Your instructions — Copy out all of the entries, keeping every word the same.

Data shown —
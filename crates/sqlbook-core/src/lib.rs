pub mod catalog;
pub mod completion;
pub mod error;
pub mod parser;
pub mod types;

// Re-export main types and functions
pub use catalog::{
    ColumnDetail, ColumnInfo, ForeignKey, ObjectDetails, ObjectKind, SchemaCatalog, SchemaObject,
};
pub use completion::{completion_context, completion_items};
pub use error::ParseError;
pub use parser::{changes_schema, parse_sql, split_statements};

// Re-export types explicitly
pub use types::{
    // Completion types
    ClauseZone,
    CompletionContext,
    CompletionList,
    CompletionRequest,
    CursorPosition,
    // Engine protocol
    EngineRequest,
    EngineResponse,
    QueryResult,
    ReplaceRange,
    RequestBody,
    ResponseBody,
    Seed,
    SuggestionItem,
    SuggestionKind,
};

Exercise answer —
filename crates/sqlbook-core/src/lib.rs
pub mod catalog;
pub mod completion;
pub mod error;
pub mod parser;
pub mod types;

// Re-export main types and functions
pub use catalog::{
    ColumnDetail, ColumnInfo, ForeignKey, ObjectDetails, ObjectKind, SchemaCatalog, SchemaObject,
};
pub use completion::{completion_context, completion_items};
pub use error::ParseError;
pub use parser::{changes_schema, parse_sql, split_statements};

// Re-export types explicitly
pub use types::{
    // Completion types
    ClauseZone,
    CompletionContext,
    CompletionList,
    CompletionRequest,
    CursorPosition,
    // Engine protocol
    EngineRequest,
    EngineResponse,
    QueryResult,
    ReplaceRange,
    RequestBody,
    ResponseBody,
    Seed,
    SuggestionItem,
    SuggestionKind,
};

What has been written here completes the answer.